When I set out to build a subject-independent event recognition model using a lightweight 1D neural network, the primary challenge wasn't the architecture itself — it was thinking carefully about what generalization actually means in this context and how to honestly evaluate it.

The Evaluation Problem

Most classification papers report accuracy on a held-out test set drawn from the same distribution as training. For EEG, this means the model has likely seen data from the same subjects it's being evaluated on. The numbers look great. The real-world performance, when deployed on a new user, does not.

Leave-one-subject-out (LOSO) cross-validation became my north star. The protocol: train on N-1 subjects, test on the held-out subject, repeat for every subject, average the results. This gives you an honest estimate of how your model performs on someone it has never encountered.

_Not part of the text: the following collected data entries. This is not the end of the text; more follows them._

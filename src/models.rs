use crate::day::Day;
use serde::{Deserialize, Deserializer, Serialize};
use std::collections::BTreeSet;
use tracing::warn;

#[derive(Debug, Clone, PartialEq, Eq, Serialize, Deserialize)]
pub struct Habit {
    pub id: i64,
    pub name: String,
    #[serde(default, deserialize_with = "stored_days")]
    pub completions: BTreeSet<Day>,
}

// Older data only had its shape checked, so impossible days such as
// 2024-02-30 are dropped instead of failing the whole collection.
fn stored_days<'de, D: Deserializer<'de>>(deserializer: D) -> Result<BTreeSet<Day>, D::Error> {
    let raw = Vec::<String>::deserialize(deserializer)?;
    Ok(raw
        .into_iter()
        .filter_map(|value| match Day::parse(&value) {
            Ok(day) => Some(day),
            Err(err) => {
                warn!("skipping stored completion: {err}");
                None
            }
        })
        .collect())
}

/// The persisted collection; `habits` is the fixed storage key.
#[derive(Debug, Clone, Default, PartialEq, Eq, Serialize, Deserialize)]
pub struct HabitData {
    #[serde(default)]
    pub habits: Vec<Habit>,
}

#[derive(Debug, Clone, Copy, Default, PartialEq, Eq, Serialize, Deserialize)]
pub struct ScoreResult {
    pub points: u64,
    pub golden: u64,
    pub current_streak: u32,
    pub longest_streak: u32,
}

#[derive(Debug, Deserialize)]
pub struct CreateHabitRequest {
    pub name: String,
}

#[derive(Debug, Default, Deserialize)]
pub struct CompletionRequest {
    #[serde(default)]
    pub date: Option<String>,
}

#[derive(Debug, Deserialize)]
pub struct CalendarQuery {
    pub days: Option<usize>,
}

#[derive(Debug, Serialize)]
pub struct HabitView {
    pub id: i64,
    pub name: String,
    pub completions: Vec<Day>,
    pub completed_today: bool,
    pub score: ScoreResult,
}

#[derive(Debug, Serialize)]
pub struct HabitsResponse {
    pub today: Day,
    pub overall_current_streak: u32,
    pub policy: &'static str,
    pub habits: Vec<HabitView>,
}

#[derive(Debug, Serialize)]
pub struct StreakResponse {
    pub today: Day,
    pub overall_current_streak: u32,
}

#[derive(Debug, Serialize)]
pub struct CalendarDay {
    pub date: Day,
    pub completed: Vec<i64>,
}

#[derive(Debug, Serialize)]
pub struct CalendarResponse {
    pub as_of: Day,
    pub days: Vec<CalendarDay>,
}
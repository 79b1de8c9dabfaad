use habit_tracker::{load_data, router, AppState, Config};
use std::net::SocketAddr;
use tokio::fs;
use tracing::info;
use tracing_subscriber::{fmt, EnvFilter};

#[tokio::main]
async fn main() -> Result<(), Box<dyn std::error::Error>> {
    fmt()
        .with_env_filter(EnvFilter::from_default_env().add_directive("info".parse()?))
        .init();

    let config = Config::from_env();
    if let Some(parent) = config.data_path.parent() {
        fs::create_dir_all(parent).await?;
    }

    let data = load_data(&config.data_path).await;
    info!(
        habits = data.habits.len(),
        policy = config.policy.policy().name(),
        path = %config.data_path.display(),
        "loaded habits"
    );
    let app = router(AppState::new(&config, data));

    let addr = SocketAddr::from(([0, 0, 0, 0], config.port));
    info!("listening on http://{addr}");
    let listener = tokio::net::TcpListener::bind(addr).await?;
    axum::serve(listener, app)
        .with_graceful_shutdown(shutdown_signal())
        .await?;

    Ok(())
}

async fn shutdown_signal() {
    if let Err(err) = tokio::signal::ctrl_c().await {
        tracing::error!("failed to listen for shutdown signal: {err}");
        std::future::pending::<()>().await;
    }
    info!("shutting down");
}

LOSO is uncomfortable because it exposes how well your model truly generalizes. A model that scores 99% on within-subject splits might score 60% under LOSO. That gap is the truth about your architecture.

Architectural Choices That Mattered

The architecture I ended up with was deliberately lightweight — not because compute was limited, but because simpler models generalize better when you have limited training data per subject and high inter-subject variability.

The key choices:

Depthwise separable convolutions — dramatically reduce parameter count without sacrificing receptive field. Fewer parameters means less capacity to overfit to subject-specific patterns.
Batch normalization — helps the model adapt to distribution shifts between subjects by normalizing activations layer by layer.
Temporal feature extraction — small 1D kernels to capture local oscillatory patterns, which are more likely to be subject-independent than global signal characteristics.
Dropout at multiple layers — standard regularization, but particularly important when the effective training set size is small (N-1 subjects).

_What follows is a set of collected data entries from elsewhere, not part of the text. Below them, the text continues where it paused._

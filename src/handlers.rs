use crate::day::{Day, MAX_WINDOW_DAYS, generate_day_window};
use crate::errors::AppError;
use crate::models::{
    CalendarDay, CalendarQuery, CalendarResponse, CompletionRequest, CreateHabitRequest,
    HabitView, HabitsResponse, StreakResponse,
};
use crate::scoring::{PolicyKind, overall_current_streak, score_with};
use crate::state::AppState;
use crate::storage::persist_data;
use crate::store::HabitStore;
use axum::{
    body::Bytes,
    extract::{Path, Query, State},
    http::StatusCode,
    Json,
};
use tracing::{error, info};

pub async fn list_habits(State(state): State<AppState>) -> Json<HabitsResponse> {
    let store = state.store.lock().await;
    Json(habits_response(&store, state.policy, Day::today()))
}

pub async fn create_habit(
    State(state): State<AppState>,
    Json(payload): Json<CreateHabitRequest>,
) -> Result<(StatusCode, Json<HabitsResponse>), AppError> {
    let mut store = state.store.lock().await;
    let id = store.create_habit(&payload.name)?.id;
    info!(habit = id, "habit created");

    save(&state, &store).await;
    Ok((
        StatusCode::CREATED,
        Json(habits_response(&store, state.policy, Day::today())),
    ))
}

pub async fn delete_habit(
    State(state): State<AppState>,
    Path(id): Path<i64>,
) -> Result<Json<HabitsResponse>, AppError> {
    let mut store = state.store.lock().await;
    let removed = store.delete_habit(id)?;
    info!(habit = id, name = %removed.name, "habit deleted");

    save(&state, &store).await;
    Ok(Json(habits_response(&store, state.policy, Day::today())))
}

pub async fn toggle_completion(
    State(state): State<AppState>,
    Path(id): Path<i64>,
    body: Bytes,
) -> Result<Json<HabitsResponse>, AppError> {
    let today = Day::today();
    let day = requested_day(&body, today)?;

    let mut store = state.store.lock().await;
    let completed = store.toggle_completion(id, day, today)?;
    info!(habit = id, %day, completed, "completion toggled");

    save(&state, &store).await;
    Ok(Json(habits_response(&store, state.policy, today)))
}

pub async fn add_completion(
    State(state): State<AppState>,
    Path(id): Path<i64>,
    body: Bytes,
) -> Result<Json<HabitsResponse>, AppError> {
    let today = Day::today();
    let day = requested_day(&body, today)?;

    let mut store = state.store.lock().await;
    store.add_completion(id, day, today)?;
    info!(habit = id, %day, "completion added");

    save(&state, &store).await;
    Ok(Json(habits_response(&store, state.policy, today)))
}

pub async fn remove_completion(
    State(state): State<AppState>,
    Path((id, date)): Path<(i64, String)>,
) -> Result<Json<HabitsResponse>, AppError> {
    let day = Day::parse(&date)?;

    let mut store = state.store.lock().await;
    if store.remove_completion(id, day)? {
        info!(habit = id, %day, "completion removed");
        save(&state, &store).await;
    }
    Ok(Json(habits_response(&store, state.policy, Day::today())))
}

pub async fn get_streak(State(state): State<AppState>) -> Json<StreakResponse> {
    let today = Day::today();
    let store = state.store.lock().await;
    Json(StreakResponse {
        today,
        overall_current_streak: overall_current_streak(store.habits(), today),
    })
}

pub async fn get_calendar(
    State(state): State<AppState>,
    Query(query): Query<CalendarQuery>,
) -> Result<Json<CalendarResponse>, AppError> {
    let n = query.days.unwrap_or(state.window_days);
    if n > MAX_WINDOW_DAYS {
        return Err(AppError::bad_request(format!(
            "days must be at most {MAX_WINDOW_DAYS}"
        )));
    }

    let store = state.store.lock().await;
    Ok(Json(calendar_response(&store, Day::today(), n)))
}

/// Display-ready scores for every habit, evaluated at `today`.
pub fn habits_response(store: &HabitStore, policy: PolicyKind, today: Day) -> HabitsResponse {
    let habits = store
        .habits()
        .iter()
        .map(|habit| HabitView {
            id: habit.id,
            name: habit.name.clone(),
            completions: habit.completions.iter().copied().collect(),
            completed_today: habit.completions.contains(&today),
            score: score_with(policy.policy(), &habit.completions, today),
        })
        .collect();

    HabitsResponse {
        today,
        overall_current_streak: overall_current_streak(store.habits(), today),
        policy: policy.policy().name(),
        habits,
    }
}

pub fn calendar_response(store: &HabitStore, as_of: Day, n: usize) -> CalendarResponse {
    let days = generate_day_window(as_of, n)
        .into_iter()
        .map(|date| CalendarDay {
            date,
            completed: store
                .habits()
                .iter()
                .filter(|habit| habit.completions.contains(&date))
                .map(|habit| habit.id)
                .collect(),
        })
        .collect();

    CalendarResponse { as_of, days }
}

/// An empty body means today; anything else must be a valid `CompletionRequest`.
fn requested_day(body: &[u8], today: Day) -> Result<Day, AppError> {
    if body.iter().all(u8::is_ascii_whitespace) {
        return Ok(today);
    }

    let request: CompletionRequest = serde_json::from_slice(body)
        .map_err(|err| AppError::bad_request(format!("invalid completion request: {err}")))?;
    match request.date {
        Some(raw) => Ok(Day::parse(raw.trim())?),
        None => Ok(today),
    }
}

// Best effort: a failed write is logged and the in-memory state stays authoritative.
async fn save(state: &AppState, store: &HabitStore) {
    if let Err(err) = persist_data(&state.data_path, &store.snapshot()).await {
        error!("failed to persist habits: {}", err.message);
    }
}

What 95.35% Actually Means

Achieving 95.35% accuracy under LOSO validation felt significant. But it's worth contextualizing: the task is specific (SSVEP-based event recognition), the electrode montage is controlled, and the stimulus protocol is fixed. Real-world BCI deployment is harder.

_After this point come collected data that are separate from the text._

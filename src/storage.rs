use crate::errors::AppError;
use crate::models::HabitData;
use std::path::{Path, PathBuf};
use tokio::fs;
use tracing::{error, warn};

pub async fn load_data(path: &Path) -> HabitData {
    match fs::read(path).await {
        Ok(bytes) => match serde_json::from_slice(&bytes) {
            Ok(data) => data,
            Err(err) => {
                error!("failed to parse data file: {err}");
                let backup = backup_path(path);
                match fs::rename(path, &backup).await {
                    Ok(()) => warn!("moved unreadable data file to {}", backup.display()),
                    Err(err) => error!("failed to back up data file: {err}"),
                }
                HabitData::default()
            }
        },
        Err(err) if err.kind() == std::io::ErrorKind::NotFound => HabitData::default(),
        Err(err) => {
            error!("failed to read data file: {err}");
            HabitData::default()
        }
    }
}

/// Sibling file an unparsable data file is moved to, so the next save cannot overwrite it.
pub fn backup_path(path: &Path) -> PathBuf {
    let mut name = path.as_os_str().to_owned();
    name.push(".corrupt");
    PathBuf::from(name)
}

/// Overwrites the whole collection: writes a sibling temp file, then renames it into place.
pub async fn persist_data(path: &Path, data: &HabitData) -> Result<(), AppError> {
    let payload = serde_json::to_vec_pretty(data).map_err(AppError::internal)?;
    let tmp_path = path.with_extension("json.tmp");
    fs::write(&tmp_path, payload).await?;
    fs::rename(&tmp_path, path).await?;
    Ok(())
}

#[cfg(test)]
mod tests {
    use super::*;
    use crate::day::Day;
    use crate::models::Habit;

    #[tokio::test]
    async fn missing_file_loads_empty_collection() {
        let dir = tempfile::tempdir().unwrap();
        let data = load_data(&dir.path().join("absent.json")).await;
        assert!(data.habits.is_empty());
    }

    #[tokio::test]
    async fn corrupt_file_is_moved_aside() {
        let dir = tempfile::tempdir().unwrap();
        let path = dir.path().join("habits.json");
        fs::write(&path, b"{not json").await.unwrap();
        assert_eq!(load_data(&path).await, HabitData::default());

        persist_data(&path, &HabitData::default()).await.unwrap();
        let kept = fs::read(backup_path(&path)).await.unwrap();
        assert_eq!(kept, b"{not json");
    }

    #[tokio::test]
    async fn impossible_stored_days_are_skipped() {
        let dir = tempfile::tempdir().unwrap();
        let path = dir.path().join("habits.json");
        let raw = r#"{"habits":[
            {"id":1,"name":"Read","completions":["2024-02-28","2024-02-30"]},
            {"id":2,"name":"Run","completions":["2024-03-01"]}
        ]}"#;
        fs::write(&path, raw).await.unwrap();

        let data = load_data(&path).await;
        assert_eq!(data.habits.len(), 2);
        let read: Vec<String> = data.habits[0]
            .completions
            .iter()
            .map(ToString::to_string)
            .collect();
        assert_eq!(read, vec!["2024-02-28"]);
        assert_eq!(data.habits[1].completions.len(), 1);
        assert!(!backup_path(&path).exists());
    }

    #[tokio::test]
    async fn persisted_collection_loads_back() {
        let dir = tempfile::tempdir().unwrap();
        let path = dir.path().join("habits.json");
        let data = HabitData {
            habits: vec![Habit {
                id: 1_718_400_000_000,
                name: "Read".to_string(),
                completions: [
                    Day::parse("2024-06-15").unwrap(),
                    Day::parse("2024-06-01").unwrap(),
                ]
                .into_iter()
                .collect(),
            }],
        };

        persist_data(&path, &data).await.unwrap();
        assert_eq!(load_data(&path).await, data);

        let raw: serde_json::Value =
            serde_json::from_slice(&fs::read(&path).await.unwrap()).unwrap();
        assert_eq!(
            raw["habits"][0]["completions"],
            serde_json::json!(["2024-06-01", "2024-06-15"])
        );
        assert!(!path.with_extension("json.tmp").exists());
    }

    #[tokio::test]
    async fn duplicate_days_in_file_collapse() {
        let dir = tempfile::tempdir().unwrap();
        let path = dir.path().join("habits.json");
        let raw = r#"{"habits":[
            {"id":1,"name":"Run","completions":["2024-06-02","2024-06-01","2024-06-02"]}
        ]}"#;
        fs::write(&path, raw).await.unwrap();

        let data = load_data(&path).await;
        assert_eq!(data.habits[0].completions.len(), 2);
    }
}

What the result tells us is that the architectural approach works — the combination of depthwise separable convolutions, temporal feature extraction, and careful regularization extracts patterns that are genuinely shared across subjects, rather than memorizing individual signal idiosyncrasies.

What I Would Do Differently

Looking back, I would invest more in data augmentation during training. Techniques like adding subject-simulated noise, random temporal shifts, and channel dropout would have made the model more robust to the exact kinds of variability that cause LOSO performance to drop.

I would also explore domain adaptation methods — training a shared feature extractor with explicit alignment between subject distributions. This is a more principled approach than simply hoping regularization handles the inter-subject gap.

This work was published at UCICS 2026. The subject-independent architecture was designed during my final year at the HCI Lab, University of Rajshahi.